** Opening STUDY MATERIAL block **
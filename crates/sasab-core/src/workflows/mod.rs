//! # Workflows Module
//!
//! High-level entry points that tie the [`crate::core`] data model and the
//! [`crate::engine`] estimator together.
//!
//! - **Annotation** ([`annotate`]) - Surface areas for one structure, written into each atom's B-factor,
//!   plus per-residue totals.
//! - **Batch** ([`batch`]) - Directory-to-directory conversion with extension filtering, per-file
//!   failure isolation and progress reporting.

pub mod annotate;
pub mod batch;
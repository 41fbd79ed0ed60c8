use crate::config::AppConfig;
use crate::error::{CliError, Result};
use crate::utils::progress::CliProgressHandler;
use sasab::engine::progress::ProgressReporter;
use sasab::workflows::batch::{self, BatchReport};
use tracing::{info, warn};

pub fn run(config: AppConfig) -> Result<()> {
    let batch_config = &config.batch;
    info!(
        input = %batch_config.input_dir.display(),
        output = %batch_config.output_dir.display(),
        probe_radius = batch_config.sasa.probe_radius,
        points_per_atom = batch_config.sasa.points_per_atom,
        "Invoking the batch annotation workflow..."
    );

    let progress_handler = CliProgressHandler::new();
    let reporter = ProgressReporter::with_callback(progress_handler.get_callback());
    let report = batch::run(batch_config, &reporter)?;

    print_summary(&report);
    if report.attempted() == 0 {
        warn!("No files with a matching extension were found.");
    }

    if report.is_success() {
        Ok(())
    } else {
        Err(CliError::BatchIncomplete {
            failed: report.failed.len(),
            total: report.attempted(),
        })
    }
}

fn print_summary(report: &BatchReport) {
    println!(
        "Annotated {} file(s), {} failed, {} skipped.",
        report.processed.len(),
        report.failed.len(),
        report.skipped.len()
    );
    for failed in &report.failed {
        println!("  ✗ {}: {}", failed.input.display(), failed.error);
    }
}
//! Tabular per-residue surface area report.

use serde::Serialize;
use std::io::Write;
use std::path::Path;
use thiserror::Error;

#[derive(Debug, Error)]
pub enum ReportError {
    #[error("I/O error: {0}")]
    Io(#[from] std::io::Error),
    #[error("CSV error: {0}")]
    Csv(#[from] csv::Error),
}

/// Solvent-accessible surface area summed over one residue.
#[derive(Debug, Clone, PartialEq, Serialize)]
pub struct ResidueSasa {
    pub model: usize,
    pub chain: char,
    pub residue_name: String,
    pub residue_number: isize,
    pub insertion_code: String,
    pub atoms: usize,
    pub sasa: f64,
}

/// Writes residue rows as CSV with a header line.
pub fn write_residue_report(rows: &[ResidueSasa], writer: impl Write) -> Result<(), ReportError> {
    let mut csv_writer = csv::Writer::from_writer(writer);
    for row in rows {
        csv_writer.serialize(row)?;
    }
    csv_writer.flush()?;
    Ok(())
}

pub fn write_residue_report_to_path(rows: &[ResidueSasa], path: &Path) -> Result<(), ReportError> {
    let file = std::fs::File::create(path)?;
    write_residue_report(rows, std::io::BufWriter::new(file))
}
** Closing STUDY MATERIAL block **
PROBLEM TO SOLVE → The full listing is to be written out again, exactly as shown.

SOLUTION FOR THIS PROBLEM →
filename crates/sasab-core/src/workflows/mod.rs
//! # Workflows Module
//!
//! High-level entry points that tie the [`crate::core`] data model and the
//! [`crate::engine`] estimator together.
//!
//! - **Annotation** ([`annotate`]) - Surface areas for one structure, written into each atom's B-factor,
//!   plus per-residue totals.
//! - **Batch** ([`batch`]) - Directory-to-directory conversion with extension filtering, per-file
//!   failure isolation and progress reporting.

pub mod annotate;
pub mod batch;
repository 41fbd79ed0ed60c8
use crate::config::AppConfig;
use crate::error::{CliError, Result};
use crate::utils::progress::CliProgressHandler;
use sasab::engine::progress::ProgressReporter;
use sasab::workflows::batch::{self, BatchReport};
use tracing::{info, warn};

pub fn run(config: AppConfig) -> Result<()> {
    let batch_config = &config.batch;
    info!(
        input = %batch_config.input_dir.display(),
        output = %batch_config.output_dir.display(),
        probe_radius = batch_config.sasa.probe_radius,
        points_per_atom = batch_config.sasa.points_per_atom,
        "Invoking the batch annotation workflow..."
    );

    let progress_handler = CliProgressHandler::new();
    let reporter = ProgressReporter::with_callback(progress_handler.get_callback());
    let report = batch::run(batch_config, &reporter)?;

    print_summary(&report);
    if report.attempted() == 0 {
        warn!("No files with a matching extension were found.");
    }

    if report.is_success() {
        Ok(())
    } else {
        Err(CliError::BatchIncomplete {
            failed: report.failed.len(),
            total: report.attempted(),
        })
    }
}

fn print_summary(report: &BatchReport) {
    println!(
        "Annotated {} file(s), {} failed, {} skipped.",
        report.processed.len(),
        report.failed.len(),
        report.skipped.len()
    );
    for failed in &report.failed {
        println!("  ✗ {}: {}", failed.input.display(), failed.error);
    }
}
//! Tabular per-residue surface area report.

use serde::Serialize;
use std::io::Write;
use std::path::Path;
use thiserror::Error;

#[derive(Debug, Error)]
pub enum ReportError {
    #[error("I/O error: {0}")]
    Io(#[from] std::io::Error),
    #[error("CSV error: {0}")]
    Csv(#[from] csv::Error),
}

/// Solvent-accessible surface area summed over one residue.
#[derive(Debug, Clone, PartialEq, Serialize)]
pub struct ResidueSasa {
    pub model: usize,
    pub chain: char,
    pub residue_name: String,
    pub residue_number: isize,
    pub insertion_code: String,
    pub atoms: usize,
    pub sasa: f64,
}

/// Writes residue rows as CSV with a header line.
pub fn write_residue_report(rows: &[ResidueSasa], writer: impl Write) -> Result<(), ReportError> {
    let mut csv_writer = csv::Writer::from_writer(writer);
    for row in rows {
        csv_writer.serialize(row)?;
    }
    csv_writer.flush()?;
    Ok(())
}

pub fn write_residue_report_to_path(rows: &[ResidueSasa], path: &Path) -> Result<(), ReportError> {
    let file = std::fs::File::create(path)?;
    write_residue_report(rows, std::io::BufWriter::new(file))
}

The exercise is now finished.